DESCRIPTION OF THE TASK: When a line in the listing contains the string "levels", pick it out and copy it.

INFORMATION PROVIDED:
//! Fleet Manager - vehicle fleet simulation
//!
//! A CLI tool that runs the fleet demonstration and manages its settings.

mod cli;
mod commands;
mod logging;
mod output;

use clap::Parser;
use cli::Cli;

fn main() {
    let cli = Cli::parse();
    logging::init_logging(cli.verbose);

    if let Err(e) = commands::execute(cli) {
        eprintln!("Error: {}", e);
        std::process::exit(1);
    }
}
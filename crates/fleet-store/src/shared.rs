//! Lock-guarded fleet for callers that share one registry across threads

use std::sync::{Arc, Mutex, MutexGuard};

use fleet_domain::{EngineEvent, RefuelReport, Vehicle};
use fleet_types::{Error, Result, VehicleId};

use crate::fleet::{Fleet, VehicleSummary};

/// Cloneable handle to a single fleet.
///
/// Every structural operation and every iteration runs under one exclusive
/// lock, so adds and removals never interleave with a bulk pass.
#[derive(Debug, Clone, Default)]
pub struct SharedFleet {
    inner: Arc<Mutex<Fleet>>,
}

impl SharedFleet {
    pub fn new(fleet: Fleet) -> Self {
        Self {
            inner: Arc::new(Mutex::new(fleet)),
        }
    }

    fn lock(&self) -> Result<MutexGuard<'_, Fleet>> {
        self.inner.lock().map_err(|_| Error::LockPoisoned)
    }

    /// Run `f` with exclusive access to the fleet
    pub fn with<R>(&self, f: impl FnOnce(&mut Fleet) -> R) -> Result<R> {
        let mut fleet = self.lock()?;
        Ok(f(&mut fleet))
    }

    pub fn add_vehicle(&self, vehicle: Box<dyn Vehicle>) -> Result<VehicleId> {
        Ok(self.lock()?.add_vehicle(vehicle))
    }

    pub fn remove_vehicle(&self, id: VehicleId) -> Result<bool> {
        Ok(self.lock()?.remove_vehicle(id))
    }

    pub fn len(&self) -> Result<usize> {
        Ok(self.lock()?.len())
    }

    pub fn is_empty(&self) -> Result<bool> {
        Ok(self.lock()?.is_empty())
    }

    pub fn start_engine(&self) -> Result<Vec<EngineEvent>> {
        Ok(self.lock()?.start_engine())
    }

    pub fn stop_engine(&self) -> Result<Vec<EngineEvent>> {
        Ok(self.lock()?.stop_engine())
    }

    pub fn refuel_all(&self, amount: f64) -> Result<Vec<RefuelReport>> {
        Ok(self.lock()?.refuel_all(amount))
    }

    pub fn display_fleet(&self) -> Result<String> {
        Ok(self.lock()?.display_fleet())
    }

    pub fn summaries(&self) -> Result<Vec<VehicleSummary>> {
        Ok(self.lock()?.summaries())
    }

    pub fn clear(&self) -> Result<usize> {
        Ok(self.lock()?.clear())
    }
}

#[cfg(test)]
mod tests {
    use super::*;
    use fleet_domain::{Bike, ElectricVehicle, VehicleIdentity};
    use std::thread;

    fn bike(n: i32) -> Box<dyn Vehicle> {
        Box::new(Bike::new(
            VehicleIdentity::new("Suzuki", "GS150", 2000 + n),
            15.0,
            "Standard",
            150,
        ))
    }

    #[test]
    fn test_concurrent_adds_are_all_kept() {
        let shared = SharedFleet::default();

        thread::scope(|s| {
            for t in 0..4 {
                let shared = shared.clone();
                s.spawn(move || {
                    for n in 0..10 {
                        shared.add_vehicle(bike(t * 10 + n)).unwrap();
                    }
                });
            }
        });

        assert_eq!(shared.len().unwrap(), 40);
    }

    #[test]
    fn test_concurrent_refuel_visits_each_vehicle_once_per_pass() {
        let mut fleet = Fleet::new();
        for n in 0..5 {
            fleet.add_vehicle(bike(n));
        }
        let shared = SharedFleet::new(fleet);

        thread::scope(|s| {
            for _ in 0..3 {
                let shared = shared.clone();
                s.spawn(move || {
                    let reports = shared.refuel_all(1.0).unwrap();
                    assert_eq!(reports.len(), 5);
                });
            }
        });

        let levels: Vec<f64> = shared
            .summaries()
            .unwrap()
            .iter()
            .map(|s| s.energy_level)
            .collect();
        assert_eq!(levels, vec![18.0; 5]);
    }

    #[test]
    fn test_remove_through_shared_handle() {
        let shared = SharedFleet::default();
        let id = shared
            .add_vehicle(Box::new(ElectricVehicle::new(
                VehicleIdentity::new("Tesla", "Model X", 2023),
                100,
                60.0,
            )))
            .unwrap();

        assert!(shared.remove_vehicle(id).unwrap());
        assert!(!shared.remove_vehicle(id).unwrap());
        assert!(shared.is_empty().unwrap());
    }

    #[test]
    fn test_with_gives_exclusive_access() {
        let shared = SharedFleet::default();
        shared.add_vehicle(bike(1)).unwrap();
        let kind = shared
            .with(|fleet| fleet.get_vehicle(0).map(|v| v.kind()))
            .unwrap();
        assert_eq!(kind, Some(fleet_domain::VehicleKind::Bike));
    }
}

ANSWER SPACE:
        let levels: Vec<f64> = shared
        assert_eq!(levels, vec![18.0; 5]);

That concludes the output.